La partition sur laquelle se base la transcription des paroles proposée ici provient du volume Rondes et chansons enfantines (Garnier Frères, 1870) rassemblé par le compositeur, bibliothécaire et musicographe français Jean-Baptiste Weckerlin (1821-1910) et illustré de chromotypographies du peintre français Henri Pille (1844-1897). L’enregistrement que nous reprenons est quant à lui tiré de la collection de disques illustrés produits par l’étiquette allemande Pygmo-Plume, qui a publié de nombreux microsillons en France, parmi lesquels figuraient une proportion importante de musique destinée aux enfants. La chanson est interprétée par la chanteuse française de music-hall Mad Rainvyl (pseudonyme de Madeleine Suzanne Raige, 1886-1953), qui était l’interprète exclusive de cette série de disques pour enfants.
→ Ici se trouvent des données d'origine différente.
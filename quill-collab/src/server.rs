//! WebSocket transport: one task per connection, routed by path.
//!
//! ```text
//! ws://host/ws/{document_id}
//!        │
//!        ▼
//!  handshake ── bad path ──► 404
//!        │
//!        ▼
//!  hub.open ──► select! { socket frame → hub.handle_client
//!                         outbound queue → socket }
//!        │
//!        ▼
//!  hub.disconnect
//! ```

use std::net::SocketAddr;
use std::sync::atomic::{AtomicU64, Ordering};
use std::sync::Arc;

use futures_util::{SinkExt, StreamExt};
use tokio::net::{TcpListener, TcpStream};
use tokio_tungstenite::tungstenite::handshake::server::{ErrorResponse, Request, Response};
use tokio_tungstenite::tungstenite::http::StatusCode;
use tokio_tungstenite::tungstenite::Message;

use crate::hub::{ClientHandle, FanoutHub};
use crate::protocol::{ClientMessage, DocumentId};

type ConnectionError = Box<dyn std::error::Error + Send + Sync>;

/// Server configuration.
#[derive(Debug, Clone)]
pub struct ServerConfig {
    /// Address to bind to
    pub bind_addr: String,
    /// Frames queued per connection before it is dropped as unresponsive
    pub outbound_capacity: usize,
    /// Longest accepted document id, in bytes
    pub max_document_id_len: usize,
}

impl Default for ServerConfig {
    fn default() -> Self {
        Self {
            bind_addr: "127.0.0.1:8000".to_string(),
            outbound_capacity: 256,
            max_document_id_len: 256,
        }
    }
}

impl ServerConfig {
    /// Ephemeral port, small queues.
    pub fn for_testing() -> Self {
        Self {
            bind_addr: "127.0.0.1:0".to_string(),
            outbound_capacity: 32,
            max_document_id_len: 64,
        }
    }
}

/// Server statistics.
#[derive(Debug, Clone, Default, PartialEq, Eq)]
pub struct ServerStats {
    pub total_connections: u64,
    pub active_connections: u64,
    pub rejected_handshakes: u64,
    pub messages_received: u64,
    pub malformed_messages: u64,
}

#[derive(Default)]
struct AtomicServerStats {
    total_connections: AtomicU64,
    active_connections: AtomicU64,
    rejected_handshakes: AtomicU64,
    messages_received: AtomicU64,
    malformed_messages: AtomicU64,
}

/// Extract the document id from a request path.
///
/// Accepts `/ws/{id}` and `/{id}`; a query string is ignored. The id must be
/// non-empty, contain no `/` and be at most `max_len` bytes.
pub fn document_id_from_path(path: &str, max_len: usize) -> Option<DocumentId> {
    let path = path.split('?').next().unwrap_or_default();
    let path = path.strip_prefix('/')?;
    let id = path.strip_prefix("ws/").unwrap_or(path);
    if id.is_empty() || id == "ws" || id.contains('/') || id.len() > max_len {
        return None;
    }
    Some(DocumentId::from(id))
}

/// The collaboration socket server.
pub struct CollabServer {
    config: ServerConfig,
    hub: Arc<FanoutHub>,
    stats: Arc<AtomicServerStats>,
}

impl CollabServer {
    pub fn new(config: ServerConfig, hub: Arc<FanoutHub>) -> Self {
        Self {
            config,
            hub,
            stats: Arc::new(AtomicServerStats::default()),
        }
    }

    /// Bind the configured address.
    pub async fn bind(&self) -> std::io::Result<TcpListener> {
        TcpListener::bind(&self.config.bind_addr).await
    }

    /// Bind and serve until the listener fails.
    pub async fn run(&self) -> std::io::Result<()> {
        let listener = self.bind().await?;
        self.serve(listener).await
    }

    /// Accept connections on an already bound listener.
    pub async fn serve(&self, listener: TcpListener) -> std::io::Result<()> {
        log::info!("Collab server listening on {}", listener.local_addr()?);

        loop {
            let (stream, addr) = listener.accept().await?;
            log::debug!("New TCP connection from {addr}");

            let hub = self.hub.clone();
            let config = self.config.clone();
            let stats = self.stats.clone();
            tokio::spawn(async move {
                if let Err(e) = Self::handle_connection(stream, addr, hub, config, stats).await {
                    log::error!("Connection error from {addr}: {e}");
                }
            });
        }
    }

    async fn handle_connection(
        stream: TcpStream,
        addr: SocketAddr,
        hub: Arc<FanoutHub>,
        config: ServerConfig,
        stats: Arc<AtomicServerStats>,
    ) -> Result<(), ConnectionError> {
        let mut routed: Option<DocumentId> = None;
        let handshake = tokio_tungstenite::accept_hdr_async(stream, |request: &Request, response: Response| {
            match document_id_from_path(request.uri().path(), config.max_document_id_len) {
                Some(document_id) => {
                    routed = Some(document_id);
                    Ok(response)
                }
                None => {
                    let mut rejection = ErrorResponse::new(Some("Unknown document path".to_string()));
                    *rejection.status_mut() = StatusCode::NOT_FOUND;
                    Err(rejection)
                }
            }
        })
        .await;

        let ws_stream = match handshake {
            Ok(ws_stream) => ws_stream,
            Err(e) => {
                stats.rejected_handshakes.fetch_add(1, Ordering::Relaxed);
                log::debug!("Handshake from {addr} rejected: {e}");
                return Ok(());
            }
        };
        let Some(document_id) = routed else {
            return Ok(());
        };

        stats.total_connections.fetch_add(1, Ordering::Relaxed);
        stats.active_connections.fetch_add(1, Ordering::Relaxed);
        log::info!("WebSocket connection from {addr} on document {document_id}");

        let (handle, outbound) = ClientHandle::channel(config.outbound_capacity);
        let handle_id = handle.id();

        let result = match hub.open(&document_id, handle).await {
            Ok(()) => Self::pump(ws_stream, outbound, &hub, &document_id, handle_id, addr, &stats).await,
            Err(e) => Err(e.into()),
        };

        hub.disconnect(&document_id, handle_id).await;
        stats.active_connections.fetch_sub(1, Ordering::Relaxed);
        log::info!("Connection from {addr} on document {document_id} closed");
        result
    }

    /// Move frames both ways until either side closes.
    async fn pump(
        ws_stream: tokio_tungstenite::WebSocketStream<TcpStream>,
        mut outbound: tokio::sync::mpsc::Receiver<Arc<str>>,
        hub: &FanoutHub,
        document_id: &DocumentId,
        handle_id: uuid::Uuid,
        addr: SocketAddr,
        stats: &AtomicServerStats,
    ) -> Result<(), ConnectionError> {
        let (mut ws_sender, mut ws_receiver) = ws_stream.split();

        loop {
            tokio::select! {
                msg = ws_receiver.next() => {
                    match msg {
                        Some(Ok(Message::Text(text))) => {
                            stats.messages_received.fetch_add(1, Ordering::Relaxed);
                            let message = match ClientMessage::decode(text.as_str()) {
                                Ok(message) => message,
                                Err(e) => {
                                    stats.malformed_messages.fetch_add(1, Ordering::Relaxed);
                                    log::warn!("Ignoring message from {addr}: {e}");
                                    continue;
                                }
                            };
                            match hub.handle_client(document_id, handle_id, message).await {
                                Ok(Some(reply)) => {
                                    ws_sender.send(Message::text(reply.encode()?)).await?;
                                }
                                Ok(None) => {}
                                Err(e) => log::error!("Failed to handle message from {addr}: {e}"),
                            }
                        }

                        Some(Ok(Message::Ping(data))) => {
                            ws_sender.send(Message::Pong(data)).await?;
                        }

                        Some(Ok(Message::Close(_))) | None => break,

                        Some(Err(e)) => {
                            log::debug!("WebSocket error from {addr}: {e}");
                            break;
                        }

                        Some(Ok(_)) => {
                            log::trace!("Ignoring non-text frame from {addr}");
                        }
                    }
                }

                frame = outbound.recv() => {
                    match frame {
                        Some(frame) => ws_sender.send(Message::text(frame.to_string())).await?,
                        // The hub dropped this handle
                        None => {
                            log::warn!("Closing unresponsive connection from {addr}");
                            let _ = ws_sender.send(Message::Close(None)).await;
                            break;
                        }
                    }
                }
            }
        }
        Ok(())
    }

    pub fn stats(&self) -> ServerStats {
        ServerStats {
            total_connections: self.stats.total_connections.load(Ordering::Relaxed),
            active_connections: self.stats.active_connections.load(Ordering::Relaxed),
            rejected_handshakes: self.stats.rejected_handshakes.load(Ordering::Relaxed),
            messages_received: self.stats.messages_received.load(Ordering::Relaxed),
            malformed_messages: self.stats.malformed_messages.load(Ordering::Relaxed),
        }
    }

    pub fn bind_addr(&self) -> &str {
        &self.config.bind_addr
    }

    pub fn hub(&self) -> &Arc<FanoutHub> {
        &self.hub
    }
}
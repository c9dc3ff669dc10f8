//! Apply command - converge a live deployment onto a manifest

use console::style;
use k8s_openapi::api::apps::v1::Deployment;
use std::path::Path;
use stevedore_core::Config;
use stevedore_kube::{
    CompletionPredicate, DeploymentReconciler, KubeObjects, MergePolicy, ReconcileOutcome,
    revision_reached, rollout_complete, strip_bootstrap,
};

use crate::error::Result;

/// Run the apply command
pub async fn run(
    namespace: &str,
    config: &Config,
    file: &Path,
    image_driven: bool,
    strip: bool,
    component: Option<String>,
    revision_only: bool,
) -> Result<()> {
    let desired = super::load_deployment(file)?;
    let name = desired.metadata.name.clone().unwrap_or_default();
    let namespace = desired.metadata.namespace.clone().unwrap_or_else(|| namespace.to_string());

    let mut policy = MergePolicy {
        image_driven,
        ..Default::default()
    };
    if strip {
        let component = component.unwrap_or_else(|| name.clone());
        policy = policy.with_transform(move |template| strip_bootstrap(template, &component));
    }
    let completion: CompletionPredicate = if revision_only {
        revision_reached
    } else {
        rollout_complete
    };

    let client = super::connect().await?;
    let deployments = KubeObjects::<Deployment>::namespaced(client, &namespace);
    let reconciler = DeploymentReconciler::new(deployments, config);

    println!(
        "{} Applying deployment {} in {}",
        style("→").blue().bold(),
        style(&name).cyan(),
        style(&namespace).yellow()
    );

    match reconciler.reconcile(desired, &policy, completion).await? {
        ReconcileOutcome::Unchanged => {
            println!("{} Pod template unchanged, no rollout", style("✓").green());
        }
        ReconcileOutcome::RolledOut { revision } => {
            println!(
                "{} Rolled out revision {}",
                style("✓").green().bold(),
                style(revision).yellow()
            );
        }
    }

    Ok(())
}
Dans leur version détournée, Yvonne Oddon et ses camarades transforment Le bon roi Dagobert en une fausse réclame publicitaire pour la prison de la Santé, décrivant sur un ton ironique la fabuleuse vie qu’on y mène (et ce, pour une durée possiblement infinie : « On peut y rester / Pour l’éternité / […] venez vite, on vous attend! »). D’une longueur considérable, la chanson modifiée compte six couplets et respecte parfaitement la prosodie de la mélodie originale, ce qui rend ses effets humoristiques encore plus efficaces. Notons le féminisme de cette chanson détournée qui, pendant une strophe complète, rapproche les conséquences de l’Occupation et les motivations du patriarcat (« Vot’ mari […] / Prendra ses ébats / Bénissant la Santé / D’veiller sur vot’ fidélité »).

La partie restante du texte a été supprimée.